TRY IT: Quote the records below word for word, please, from the very first line through the one that contains "pub mod logger;", and nothing beyond it.

RECORDS PROVIDED:
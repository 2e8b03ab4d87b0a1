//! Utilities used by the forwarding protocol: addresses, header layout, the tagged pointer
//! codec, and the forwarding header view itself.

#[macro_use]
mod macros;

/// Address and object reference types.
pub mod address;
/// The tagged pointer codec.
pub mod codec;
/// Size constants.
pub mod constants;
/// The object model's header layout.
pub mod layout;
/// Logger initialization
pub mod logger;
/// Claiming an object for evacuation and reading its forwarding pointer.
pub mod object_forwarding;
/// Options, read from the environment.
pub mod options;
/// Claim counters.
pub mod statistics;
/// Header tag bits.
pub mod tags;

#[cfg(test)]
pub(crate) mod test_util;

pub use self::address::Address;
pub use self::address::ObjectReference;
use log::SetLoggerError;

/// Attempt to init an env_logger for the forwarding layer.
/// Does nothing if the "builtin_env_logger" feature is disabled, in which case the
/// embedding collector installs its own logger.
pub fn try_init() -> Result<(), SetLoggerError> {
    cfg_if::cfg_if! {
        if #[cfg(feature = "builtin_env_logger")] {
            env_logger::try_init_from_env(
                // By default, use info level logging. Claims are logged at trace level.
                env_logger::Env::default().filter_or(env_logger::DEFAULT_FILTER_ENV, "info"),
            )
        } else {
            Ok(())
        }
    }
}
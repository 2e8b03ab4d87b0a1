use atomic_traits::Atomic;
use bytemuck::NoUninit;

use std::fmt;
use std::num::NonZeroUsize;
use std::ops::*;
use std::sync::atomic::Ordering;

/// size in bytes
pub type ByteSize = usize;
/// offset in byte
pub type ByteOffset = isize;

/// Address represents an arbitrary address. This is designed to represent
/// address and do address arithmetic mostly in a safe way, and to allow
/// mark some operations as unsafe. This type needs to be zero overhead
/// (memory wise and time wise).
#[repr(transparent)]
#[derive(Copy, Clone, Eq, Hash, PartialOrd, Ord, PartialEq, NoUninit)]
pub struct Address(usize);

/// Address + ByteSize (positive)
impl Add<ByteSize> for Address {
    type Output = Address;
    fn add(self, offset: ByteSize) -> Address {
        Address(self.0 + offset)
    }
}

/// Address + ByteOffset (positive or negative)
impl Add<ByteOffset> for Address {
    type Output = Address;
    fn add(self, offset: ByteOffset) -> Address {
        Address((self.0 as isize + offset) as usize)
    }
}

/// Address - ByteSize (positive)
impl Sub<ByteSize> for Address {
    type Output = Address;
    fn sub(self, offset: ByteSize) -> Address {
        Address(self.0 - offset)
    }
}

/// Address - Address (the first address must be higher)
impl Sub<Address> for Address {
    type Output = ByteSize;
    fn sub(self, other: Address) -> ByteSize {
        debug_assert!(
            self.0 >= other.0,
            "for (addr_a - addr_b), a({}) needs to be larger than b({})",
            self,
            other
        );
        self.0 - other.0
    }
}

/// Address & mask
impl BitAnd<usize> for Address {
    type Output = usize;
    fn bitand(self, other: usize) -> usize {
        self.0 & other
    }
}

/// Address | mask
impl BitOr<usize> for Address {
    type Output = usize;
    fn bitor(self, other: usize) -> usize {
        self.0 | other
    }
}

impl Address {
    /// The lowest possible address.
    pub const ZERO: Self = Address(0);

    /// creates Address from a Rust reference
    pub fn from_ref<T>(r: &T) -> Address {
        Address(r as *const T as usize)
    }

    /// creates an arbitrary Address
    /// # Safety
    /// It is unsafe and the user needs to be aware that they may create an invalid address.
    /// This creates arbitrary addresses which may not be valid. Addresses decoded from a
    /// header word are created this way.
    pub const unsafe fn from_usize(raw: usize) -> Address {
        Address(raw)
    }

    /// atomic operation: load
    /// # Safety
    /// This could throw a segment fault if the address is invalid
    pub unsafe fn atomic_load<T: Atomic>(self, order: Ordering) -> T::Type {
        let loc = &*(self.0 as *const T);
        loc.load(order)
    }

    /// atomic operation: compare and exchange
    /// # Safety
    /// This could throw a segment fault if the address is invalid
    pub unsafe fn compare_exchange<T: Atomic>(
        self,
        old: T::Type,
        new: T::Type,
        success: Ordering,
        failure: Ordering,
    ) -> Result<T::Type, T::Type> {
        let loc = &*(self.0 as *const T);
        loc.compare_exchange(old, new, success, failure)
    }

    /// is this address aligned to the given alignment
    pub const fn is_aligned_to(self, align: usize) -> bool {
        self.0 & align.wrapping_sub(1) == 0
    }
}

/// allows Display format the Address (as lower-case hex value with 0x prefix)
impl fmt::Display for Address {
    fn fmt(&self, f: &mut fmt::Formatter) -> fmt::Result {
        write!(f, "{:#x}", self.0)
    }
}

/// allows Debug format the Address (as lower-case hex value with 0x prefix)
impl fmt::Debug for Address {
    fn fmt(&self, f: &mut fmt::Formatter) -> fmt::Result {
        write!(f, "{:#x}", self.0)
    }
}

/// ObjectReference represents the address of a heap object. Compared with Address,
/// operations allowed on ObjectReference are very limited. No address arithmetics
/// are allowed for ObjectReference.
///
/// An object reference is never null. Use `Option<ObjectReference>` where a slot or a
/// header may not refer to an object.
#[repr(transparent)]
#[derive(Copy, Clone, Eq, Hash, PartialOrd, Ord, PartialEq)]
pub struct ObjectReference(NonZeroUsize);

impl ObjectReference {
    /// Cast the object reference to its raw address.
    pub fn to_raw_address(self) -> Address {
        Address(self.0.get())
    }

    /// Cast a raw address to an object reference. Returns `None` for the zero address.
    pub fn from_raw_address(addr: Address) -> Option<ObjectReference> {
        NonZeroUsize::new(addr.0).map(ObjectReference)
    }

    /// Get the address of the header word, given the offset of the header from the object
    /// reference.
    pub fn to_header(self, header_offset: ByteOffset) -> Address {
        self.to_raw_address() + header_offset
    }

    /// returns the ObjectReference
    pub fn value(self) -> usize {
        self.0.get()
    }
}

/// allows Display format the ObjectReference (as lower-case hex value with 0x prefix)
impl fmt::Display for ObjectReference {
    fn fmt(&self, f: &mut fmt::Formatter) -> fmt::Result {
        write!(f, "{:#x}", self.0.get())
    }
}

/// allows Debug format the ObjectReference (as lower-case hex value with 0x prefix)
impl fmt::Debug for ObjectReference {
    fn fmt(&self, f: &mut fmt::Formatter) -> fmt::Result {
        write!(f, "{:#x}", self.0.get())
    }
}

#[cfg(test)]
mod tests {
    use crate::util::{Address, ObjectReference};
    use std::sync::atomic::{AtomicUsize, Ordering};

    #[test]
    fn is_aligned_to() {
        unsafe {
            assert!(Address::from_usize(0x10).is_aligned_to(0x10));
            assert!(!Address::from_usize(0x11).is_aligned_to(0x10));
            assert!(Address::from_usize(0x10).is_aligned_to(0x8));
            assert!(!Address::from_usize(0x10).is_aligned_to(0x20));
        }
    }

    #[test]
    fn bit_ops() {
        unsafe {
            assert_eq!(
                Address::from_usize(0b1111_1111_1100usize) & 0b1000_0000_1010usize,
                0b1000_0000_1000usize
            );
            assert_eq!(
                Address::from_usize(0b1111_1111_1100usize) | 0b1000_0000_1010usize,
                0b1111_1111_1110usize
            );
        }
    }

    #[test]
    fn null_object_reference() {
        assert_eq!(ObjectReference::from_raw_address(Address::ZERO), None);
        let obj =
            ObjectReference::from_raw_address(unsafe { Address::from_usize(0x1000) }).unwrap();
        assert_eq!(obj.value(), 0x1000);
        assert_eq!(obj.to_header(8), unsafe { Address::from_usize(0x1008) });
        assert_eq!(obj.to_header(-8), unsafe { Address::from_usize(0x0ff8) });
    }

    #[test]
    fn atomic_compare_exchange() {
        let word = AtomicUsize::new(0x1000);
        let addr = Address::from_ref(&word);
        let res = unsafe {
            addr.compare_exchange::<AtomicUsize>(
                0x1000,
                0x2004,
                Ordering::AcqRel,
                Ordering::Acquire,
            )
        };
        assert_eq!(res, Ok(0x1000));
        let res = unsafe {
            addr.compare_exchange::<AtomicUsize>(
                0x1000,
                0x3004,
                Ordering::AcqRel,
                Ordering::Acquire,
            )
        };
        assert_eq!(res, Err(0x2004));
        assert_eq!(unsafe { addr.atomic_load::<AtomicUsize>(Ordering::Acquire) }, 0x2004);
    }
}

YOUR RESPONSE:
repository 2e8b03ab4d87b0a1
//! Utilities used by the forwarding protocol: addresses, header layout, the tagged pointer
//! codec, and the forwarding header view itself.

#[macro_use]
mod macros;

/// Address and object reference types.
pub mod address;
/// The tagged pointer codec.
pub mod codec;
/// Size constants.
pub mod constants;
/// The object model's header layout.
pub mod layout;
/// Logger initialization
pub mod logger;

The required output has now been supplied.